Provided information>

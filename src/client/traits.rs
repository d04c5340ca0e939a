// ABOUTME: Core SMPP client traits using native async functions for modern Rust implementations
// ABOUTME: Defines extensible interfaces for different SMPP client types and connection management

use crate::client::error::SmppResult;
use crate::client::keepalive::{KeepAliveConfig, KeepAliveStatus};
use crate::client::types::{BindCredentials, SmsMessage, BroadcastMessage};
use crate::datatypes::{SubmitSm, BroadcastSm, QueryBroadcastSm, CancelBroadcastSm, MessageState};
use std::future::Future;
use tokio::net::ToSocketAddrs;

/// Base connection management for SMPP clients
///
/// Provides fundamental connection lifecycle operations that all SMPP
/// clients need regardless of their specific role (transmitter/receiver/transceiver).
pub trait SmppConnection {
    /// Establish connection to SMSC
    ///
    /// Creates a TCP connection to the specified address and initializes
    /// the SMPP protocol buffers for frame-based communication.
    fn connect<T: ToSocketAddrs + Send>(addr: T) -> impl Future<Output = SmppResult<Self>> + Send
    where
        Self: Sized;

    /// Gracefully disconnect from SMSC
    ///
    /// Closes the TCP connection and cleans up any allocated resources.
    /// Should be called after unbind() for clean session termination.
    fn disconnect(&mut self) -> impl Future<Output = SmppResult<()>> + Send;

    /// Check if connection is active
    ///
    /// Returns true if the underlying TCP connection is still established.
    fn is_connected(&self) -> bool;
}

/// Core SMPP client operations
///
/// Provides the fundamental SMPP session management operations that are
/// common across all client types. This includes bind/unbind and keep-alive.
pub trait SmppClient: SmppConnection {
    /// Bind to SMSC with specified credentials
    ///
    /// Authenticates with the SMSC using the provided credentials and
    /// establishes an SMPP session of the type specified in bind_type.
    fn bind(
        &mut self,
        credentials: &BindCredentials,
    ) -> impl Future<Output = SmppResult<()>> + Send;

    /// Unbind from SMSC
    ///
    /// Terminates the SMPP session gracefully by sending an unbind PDU
    /// and waiting for the response. Connection should be disconnected after.
    fn unbind(&mut self) -> impl Future<Output = SmppResult<()>> + Send;

    /// Send enquire_link to test connection
    ///
    /// Sends a keep-alive PDU to verify the connection is still active.
    /// Should be called periodically during long sessions.
    fn enquire_link(&mut self) -> impl Future<Output = SmppResult<()>> + Send;

    /// Start automatic keep-alive with specified configuration
    ///
    /// Initializes the keep-alive system to automatically monitor connection
    /// health using periodic enquire_link PDUs. The client will track timing
    /// and failures, but the application must call `maintain_keep_alive()`
    /// periodically to actually send the PDUs.
    ///
    /// # Arguments
    ///
    /// * `config` - Keep-alive configuration including interval and failure thresholds
    ///
    /// # Returns
    ///
    /// * `Ok(())` - Keep-alive started successfully
    /// * `Err(SmppError::InvalidState)` - Client not connected or already started
    ///
    /// # Example
    ///
    /// ```rust,no_run
    /// # use smpp::client::{DefaultClient, KeepAliveConfig, SmppClient, SmppConnection};
    /// # use std::time::Duration;
    /// # async fn example() -> Result<(), Box<dyn std::error::Error>> {
    /// let mut client = DefaultClient::connect("localhost:2775").await?;
    ///
    /// let config = KeepAliveConfig::new(Duration::from_secs(30))
    ///     .with_max_failures(3);
    /// client.start_keep_alive(config).await?;
    /// # Ok(())
    /// # }
    /// ```
    fn start_keep_alive(
        &mut self,
        config: KeepAliveConfig,
    ) -> impl Future<Output = SmppResult<()>> + Send;

    /// Stop automatic keep-alive
    ///
    /// Disables the keep-alive system and clears any associated state.
    /// No more automatic enquire_link timing will occur, but manual
    /// enquire_link calls will still function.
    ///
    /// # Returns
    ///
    /// * `Ok(())` - Keep-alive stopped successfully
    /// * `Err(SmppError)` - Error occurred during shutdown
    ///
    /// # Example
    ///
    /// ```rust,no_run
    /// # use smpp::client::{DefaultClient, SmppClient, SmppConnection};
    /// # async fn example() -> Result<(), Box<dyn std::error::Error>> {
    /// # let mut client = DefaultClient::connect("localhost:2775").await?;
    /// client.stop_keep_alive().await?;
    /// # Ok(())
    /// # }
    /// ```
    fn stop_keep_alive(&mut self) -> impl Future<Output = SmppResult<()>> + Send;

    /// Get current keep-alive status
    ///
    /// Returns a snapshot of the keep-alive state including whether it's
    /// running, failure counts, and success statistics. Use this to monitor
    /// connection health and troubleshoot issues.
    ///
    /// # Returns
    ///
    /// A `KeepAliveStatus` struct containing current state and statistics.
    ///
    /// # Example
    ///
    /// ```rust,no_run
    /// # use smpp::client::{DefaultClient, SmppClient, SmppConnection};
    /// # async fn example() -> Result<(), Box<dyn std::error::Error>> {
    /// # let client = DefaultClient::connect("localhost:2775").await?;
    /// let status = client.keep_alive_status();
    ///
    /// if status.running {
    ///     println!("Keep-alive active: {}/{} success rate",
    ///              status.total_pongs, status.total_pings);
    ///     
    ///     if status.consecutive_failures > 0 {
    ///         println!("Warning: {} consecutive failures",
    ///                  status.consecutive_failures);
    ///     }
    /// } else {
    ///     println!("Keep-alive is disabled");
    /// }
    /// # Ok(())
    /// # }
    /// ```
    fn keep_alive_status(&self) -> KeepAliveStatus;

    /// Get next sequence number for PDU
    ///
    /// Returns the next sequence number to use for outbound PDUs.
    /// Sequence numbers must be unique within a session.
    fn next_sequence_number(&mut self) -> u32;
}

/// SMPP transmitter client operations
///
/// Provides operations for clients that can send SMS messages (submit_sm).
/// Available for transmitter and transceiver bind types.
pub trait SmppTransmitter: SmppClient {
    /// Send SMS message using simplified interface
    ///
    /// Sends an SMS message using the high-level SmsMessage type which
    /// provides sensible defaults for most PDU fields. Returns the message ID
    /// assigned by the SMSC.
    fn send_sms(&mut self, message: &SmsMessage)
    -> impl Future<Output = SmppResult<String>> + Send;

    /// Send SMS using full SubmitSm PDU control
    ///
    /// Sends an SMS using a fully constructed SubmitSm PDU, giving complete
    /// control over all fields including optional TLV parameters.
    fn submit_sm(&mut self, submit: &SubmitSm) -> impl Future<Output = SmppResult<String>> + Send;
}

/// SMPP receiver client operations  
///
/// Provides operations for clients that can receive SMS messages (deliver_sm).
/// Available for receiver and transceiver bind types.
pub trait SmppReceiver: SmppClient {
    /// Wait for incoming deliver_sm PDU
    ///
    /// Blocks until a deliver_sm PDU is received from the SMSC.
    /// Used for receiving SMS messages or delivery receipts.
    fn receive_message(
        &mut self,
    ) -> impl Future<Output = SmppResult<crate::datatypes::DeliverSm>> + Send;
}

/// SMPP transceiver client operations
///
/// Combines both transmitter and receiver capabilities for clients that
/// need bidirectional SMS communication.
pub trait SmppTransceiver: SmppTransmitter + SmppReceiver {}

// Blanket implementation for any type that implements both transmitter and receiver
impl<T> SmppTransceiver for T where T: SmppTransmitter + SmppReceiver {}

/// SMPP v5.0 broadcast operations
///
/// Provides operations for clients that support SMPP v5.0 broadcast messaging.
/// Available when connected with interface_version set to SmppV50.
pub trait SmppV50Broadcaster: SmppTransmitter {
    /// Send broadcast message using simplified interface
    ///
    /// Sends a broadcast message using the high-level BroadcastMessage type which
    /// provides sensible defaults for most PDU fields. Returns the message ID
    /// assigned by the SMSC for tracking purposes.
    fn send_broadcast(
        &mut self,
        message: &BroadcastMessage,
    ) -> impl Future<Output = SmppResult<String>> + Send;

    /// Send broadcast using full BroadcastSm PDU control
    ///
    /// Sends a broadcast using a fully constructed BroadcastSm PDU, giving complete
    /// control over all fields including broadcast area identifiers and timing.
    fn broadcast_sm(
        &mut self,
        broadcast: &BroadcastSm,
    ) -> impl Future<Output = SmppResult<String>> + Send;

    /// Query status of a broadcast message
    ///
    /// Queries the current status of a previously submitted broadcast message.
    /// Returns the message state and optional completion time.
    fn query_broadcast(
        &mut self,
        message_id: &str,
        source_addr: &str,
    ) -> impl Future<Output = SmppResult<(MessageState, Option<crate::datatypes::SmppDateTime>)>> + Send;

    /// Query broadcast using full QueryBroadcastSm PDU control
    ///
    /// Queries broadcast status using a fully constructed QueryBroadcastSm PDU,
    /// giving complete control over addressing and search parameters.
    fn query_broadcast_sm(
        &mut self,
        query: &QueryBroadcastSm,
    ) -> impl Future<Output = SmppResult<(MessageState, Option<crate::datatypes::SmppDateTime>)>> + Send;

    /// Cancel a pending broadcast message
    ///
    /// Attempts to cancel a previously submitted broadcast message that is still
    /// pending delivery. Returns success if the message was successfully cancelled.
    fn cancel_broadcast(
        &mut self,
        message_id: &str,
        source_addr: &str,
    ) -> impl Future<Output = SmppResult<()>> + Send;

    /// Cancel broadcast using full CancelBroadcastSm PDU control
    ///
    /// Cancels broadcast using a fully constructed CancelBroadcastSm PDU,
    /// giving complete control over addressing and service type matching.
    fn cancel_broadcast_sm(
        &mut self,
        cancel: &CancelBroadcastSm,
    ) -> impl Future<Output = SmppResult<()>> + Send;
}

/// SMPP v5.0 enhanced client operations
///
/// Provides access to SMPP v5.0 specific features including broadcast messaging,
/// enhanced error handling, and congestion control.
pub trait SmppV50Client: SmppClient + SmppV50Broadcaster {
    /// Check if client is connected with SMPP v5.0
    ///
    /// Returns true if the client bound successfully using InterfaceVersion::SmppV50.
    /// v5.0 features are only available when this returns true.
    fn is_v50_enabled(&self) -> bool;

    /// Get supported SMPP version for this connection
    ///
    /// Returns the interface version that was negotiated during bind.
    /// Use this to determine which features are available.
    fn interface_version(&self) -> crate::datatypes::InterfaceVersion;

    /// Check server congestion state (v5.0 feature)
    ///
    /// Returns the last known congestion state (0-100) reported by the server.
    /// This can be used for adaptive rate limiting. Only available in v5.0.
    fn congestion_state(&self) -> Option<u8>;
}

The task> Your answer should be the lines above from the one containing "with specified configuration" through the one containing "will track timing", copied exactly and with both ends kept.

Answer for the task>
    /// Start automatic keep-alive with specified configuration
    ///
    /// Initializes the keep-alive system to automatically monitor connection
    /// health using periodic enquire_link PDUs. The client will track timing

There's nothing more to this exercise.